In this study, occurrence of gene mutation attributed to low level drug resistance mainly caused by the mutations in the promoter region of inhA gene was lower than the mutation frequent C15T observed in Ivory Coast.13 Occurrence of katG315 mutations was lower than those obtained in Ghana and in Southwest Ethiopia,11,25 similar to an Ivorian study12, and higher than a report from Nigerian.6 The high occurrence (90-95%) of katG315 mutations among M. tuberculosis strains in Russia was attributed to the high frequency of Beijing genotype strains.32,33 However, the frequency of katG315 mutations is much lower in INH resistant strains in Taiwan, where the frequency of the Beijing genotype strains is high.34,35 Some authors reported variations of the occurrence of katG315 mutations in isoniazid-resistant isolates among patients of different ethnic groups at the same geographic locations.8 It remains to be elucidated whether these differences of variations are due to differences in the genetic background of M. tuberculosis isolates or to differences in ethnic origin of the infected TB patients or both.

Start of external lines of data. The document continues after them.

use glam::{EulerRot, Mat4, Vec2, Vec3};

use super::mesh::{self, Mesh};
use super::{ease_toward, with_alpha, CHERENKOV, VOID};
use crate::camera::Camera;
use crate::lifecycle::{FrameInput, SceneModel};
use crate::surface::{Batch, Frame, Primitive, Surface, SurfaceSize};

/// Fraction of the remaining distance the inner light covers per frame.
pub const LIGHT_SMOOTHING: f32 = 0.05;

const SPIN_Y: f32 = 0.005;
const SPIN_X: f32 = 0.002;
/// How far the light can travel from the center, per axis.
const LIGHT_REACH: Vec2 = Vec2::new(1.4, 1.0);
const LIGHT_DEPTH: f32 = 0.8;

/// The hero diamond: a slowly tumbling brilliant with a light that follows the cursor.
pub struct OrbitalScene {
    camera: Camera,
    diamond: Mesh,
    halo: Vec<Vec3>,
    rotation: Vec2,
    light: [Vec3; 1],
}

impl OrbitalScene {
    pub fn new() -> Self {
        Self {
            camera: Camera::new(Vec3::new(0.0, 0.0, 5.0), Vec3::ZERO, 45.0),
            diamond: mesh::brilliant(8),
            halo: mesh::circle(64, 1.7),
            rotation: Vec2::ZERO,
            light: [Vec3::new(0.0, 0.0, LIGHT_DEPTH)],
        }
    }

    pub fn light(&self) -> Vec3 {
        self.light[0]
    }

    /// (x, y) rotation in radians.
    pub fn rotation(&self) -> Vec2 {
        self.rotation
    }

    pub fn light_target(normalized_pointer: Vec2) -> Vec3 {
        (normalized_pointer * LIGHT_REACH).extend(LIGHT_DEPTH)
    }
}

impl Default for OrbitalScene {
    fn default() -> Self {
        Self::new()
    }
}

impl SceneModel for OrbitalScene {
    fn name(&self) -> &'static str {
        "orbital"
    }

    fn resize(&mut self, size: SurfaceSize) {
        self.camera.set_size(size);
    }

    fn advance(&mut self, input: &FrameInput) {
        let t = input.tick as f32;
        self.rotation = Vec2::new(t * SPIN_X, t * SPIN_Y);
        let target = Self::light_target(input.pointer.normalized);
        self.light[0] = ease_toward(self.light[0], target, LIGHT_SMOOTHING);
    }

    fn render(&self, surface: &mut dyn Surface) {
        let spin = Mat4::from_euler(EulerRot::YXZ, self.rotation.y, self.rotation.x, 0.0);
        // The facets glow brighter the closer the light sits to the stone's front.
        let glow = 0.25 + 0.2 * (1.0 - self.light[0].truncate().length().min(1.0));
        let frame = Frame {
            clear: VOID,
            view_proj: self.camera.view_proj(),
            batches: vec![
                Batch::new(
                    Primitive::Lines,
                    &self.halo,
                    Mat4::from_rotation_x(0.35) * Mat4::from_rotation_y(self.rotation.y * 0.5),
                    with_alpha(CHERENKOV, 0.2),
                ),
                Batch::new(
                    Primitive::Triangles,
                    &self.diamond.triangles,
                    spin,
                    with_alpha(CHERENKOV, glow),
                ),
                Batch::new(
                    Primitive::Lines,
                    &self.diamond.edges,
                    spin,
                    with_alpha(CHERENKOV, 0.9),
                ),
                Batch::new(
                    Primitive::Points,
                    &self.light,
                    Mat4::IDENTITY,
                    [1.0, 1.0, 1.0, 1.0],
                )
                .with_point_size(10.0),
            ],
        };
        surface.draw(&frame);
    }
}
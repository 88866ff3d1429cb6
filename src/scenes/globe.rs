use std::f32::consts::TAU;
use std::rc::Rc;

use glam::{Mat4, Vec3};

use super::mesh;
use super::{with_alpha, ALERT, CHERENKOV, VOID};
use crate::affordance::{CursorSink, HighlightGroup, Highlighter, PointerAffordance};
use crate::camera::{Camera, Ray};
use crate::lifecycle::{FrameInput, SceneModel};
use crate::surface::{Batch, Frame, Primitive, Surface, SurfaceSize};

pub const GLOBE_RADIUS: f32 = 1.6;
/// Pick radius around each hotspot marker.
pub const HOTSPOT_RADIUS: f32 = 0.14;

const PARTICLES: usize = 1200;
const SPIN: f32 = 0.0015;

#[derive(Clone, Copy, Debug, PartialEq)]
pub enum HotspotMotion {
    Fixed(Vec3),
    /// Circles the globe on wall-clock time, regardless of frame rate.
    Orbit {
        radius: f32,
        height: f32,
        period_ms: f64,
    },
}

#[derive(Clone, Debug, PartialEq)]
pub struct Hotspot {
    pub id: &'static str,
    pub motion: HotspotMotion,
    pub position: Vec3,
}

impl Hotspot {
    pub fn fixed(id: &'static str, position: Vec3) -> Self {
        Self {
            id,
            motion: HotspotMotion::Fixed(position),
            position,
        }
    }

    /// Marker on the globe surface at latitude/longitude in degrees.
    pub fn on_surface(id: &'static str, lat: f32, lon: f32) -> Self {
        let (lat, lon) = (lat.to_radians(), lon.to_radians());
        let r = GLOBE_RADIUS * 1.03;
        Self::fixed(
            id,
            Vec3::new(lat.cos() * lon.sin() * r, lat.sin() * r, lat.cos() * lon.cos() * r),
        )
    }

    pub fn orbiting(id: &'static str, radius: f32, height: f32, period_ms: f64) -> Self {
        let mut hotspot = Self {
            id,
            motion: HotspotMotion::Orbit {
                radius,
                height,
                period_ms,
            },
            position: Vec3::ZERO,
        };
        hotspot.update(0.0);
        hotspot
    }

    pub fn update(&mut self, timestamp_ms: f64) {
        if let HotspotMotion::Orbit {
            radius,
            height,
            period_ms,
        } = self.motion
        {
            let angle = ((timestamp_ms / period_ms).fract() as f32) * TAU;
            self.position = Vec3::new(angle.cos() * radius, height, angle.sin() * radius);
        }
    }
}

fn application_hotspots() -> Vec<Hotspot> {
    vec![
        Hotspot::orbiting("space", GLOBE_RADIUS * 1.45, 0.35, 12_000.0),
        Hotspot::on_surface("defense", 28.0, -20.0),
        Hotspot::on_surface("medical", -12.0, 24.0),
        Hotspot::on_surface("industrial", 55.0, 10.0),
    ]
}

/// Index of the nearest hotspot the ray passes through.
pub fn pick(ray: &Ray, hotspots: &[Hotspot]) -> Option<usize> {
    hotspots
        .iter()
        .enumerate()
        .filter_map(|(i, h)| ray.hit_sphere(h.position, HOTSPOT_RADIUS).map(|d| (i, d)))
        .min_by(|a, b| a.1.total_cmp(&b.1))
        .map(|(i, _)| i)
}

/// Applications globe: a particle sphere with hoverable sector hotspots.
pub struct GlobeScene {
    camera: Camera,
    particles: Vec<Vec3>,
    equator: Vec<Vec3>,
    rotation: f32,
    hotspots: Vec<Hotspot>,
    markers: Vec<Vec3>,
    active: Option<usize>,
    highlights: Highlighter,
    cursor: PointerAffordance,
}

impl GlobeScene {
    pub fn new(highlights: Option<Rc<dyn HighlightGroup>>, cursor: Rc<dyn CursorSink>) -> Self {
        Self::with_hotspots(application_hotspots(), highlights, cursor)
    }

    pub fn with_hotspots(
        hotspots: Vec<Hotspot>,
        highlights: Option<Rc<dyn HighlightGroup>>,
        cursor: Rc<dyn CursorSink>,
    ) -> Self {
        let markers = hotspots.iter().map(|h| h.position).collect();
        Self {
            camera: Camera::new(Vec3::new(0.0, 0.0, 6.0), Vec3::ZERO, 45.0),
            particles: mesh::fibonacci_sphere(PARTICLES, GLOBE_RADIUS),
            equator: mesh::circle(96, GLOBE_RADIUS * 1.45),
            rotation: 0.0,
            hotspots,
            markers,
            active: None,
            highlights: Highlighter::new(highlights),
            cursor: PointerAffordance::new(cursor),
        }
    }

    pub fn camera(&self) -> &Camera {
        &self.camera
    }

    pub fn hotspots(&self) -> &[Hotspot] {
        &self.hotspots
    }

    pub fn active(&self) -> Option<&'static str> {
        self.active.map(|i| self.hotspots[i].id)
    }

    pub fn rotation(&self) -> f32 {
        self.rotation
    }

    fn set_active(&mut self, active: Option<usize>) {
        self.active = active;
        let id = active.map(|i| self.hotspots[i].id);
        self.highlights.set(id);
        self.cursor.set(id.is_some());
    }
}

impl SceneModel for GlobeScene {
    fn name(&self) -> &'static str {
        "globe"
    }

    fn resize(&mut self, size: SurfaceSize) {
        self.camera.set_size(size);
    }

    fn advance(&mut self, input: &FrameInput) {
        self.rotation = input.tick as f32 * SPIN;
        for (hotspot, marker) in self.hotspots.iter_mut().zip(self.markers.iter_mut()) {
            hotspot.update(input.timestamp);
            *marker = hotspot.position;
        }
        let hit = input
            .bounds
            .to_ndc(input.pointer.client)
            .and_then(|ndc| pick(&self.camera.ray(ndc), &self.hotspots));
        self.set_active(hit);
    }

    fn render(&self, surface: &mut dyn Surface) {
        let mut batches = vec![
            Batch::new(
                Primitive::Points,
                &self.particles,
                Mat4::from_rotation_y(self.rotation),
                with_alpha(CHERENKOV, 0.55),
            )
            .with_point_size(2.0),
            Batch::new(
                Primitive::Lines,
                &self.equator,
                Mat4::from_rotation_x(0.12),
                with_alpha(CHERENKOV, 0.15),
            ),
        ];
        for (i, marker) in self.markers.iter().enumerate() {
            let color = if self.active == Some(i) { ALERT } else { CHERENKOV };
            batches.push(
                Batch::new(
                    Primitive::Points,
                    std::slice::from_ref(marker),
                    Mat4::IDENTITY,
                    color,
                )
                .with_point_size(14.0),
            );
        }
        surface.draw(&Frame {
            clear: VOID,
            view_proj: self.camera.view_proj(),
            batches,
        });
    }

    fn deactivate(&mut self) {
        self.set_active(None);
    }
}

Our study showed higher level of rifampicin-resistant isolates with no mutation. It corroborated with similar reports from elsewhere.17,36,37 It is possible that less common mutations in rpoB gene cannot be detected by DRplus.21 In addition, the possibilities of absence of mutation in RRDR of rpoB gene in MDR-TB isolates may be due to existence of other rare rpoB mutations outside RRDR or different mechanism of rifampicin resistance.38 For strains classified as isoniazid-resistant with no mutation, it is known that about 10% to 25% of isoniazid-resistance strains are thought to have mutations outside KatG and inhA loci. Efflux system may play such a role.39,40 To cater the geographic specificity of the target genes and be able to detect more possible mutations in different geographical areas, it is necessary to improve molecular assay kit diagnosis.41,42

Conclusion

In Burkina Faso, the general pattern of rpoB, katG and inhA mutations observed is similar to that reported globally in most clinical M. tuberculosis isolates. The highest mutation occurrence was observed respectively at 516 and 526 of rpoB, and katG (S315T1) genes. However, the DRplus, did not identify certain mutations while the wild probes had disappeared. So, the mutations identified are useful as molecular markers for the detection of multidrug resistant isolates but are not yet sufficient to fully predict a multidrug resistance of M. tuberculosis. Hence the need to improve molecular assay kit diagnosis to cater for the genetic variations associated with the geographic specificity of the target genes and be able to detect most frequent mutations in different geographical areas. Likewise, using phenotypic drug susceptibility testing and sequencing will allow identifying missing mutations not detected by the DRplus.

Acknowledgements

None.

Conflicts of interest

The authors declares there is no conflicts of interest.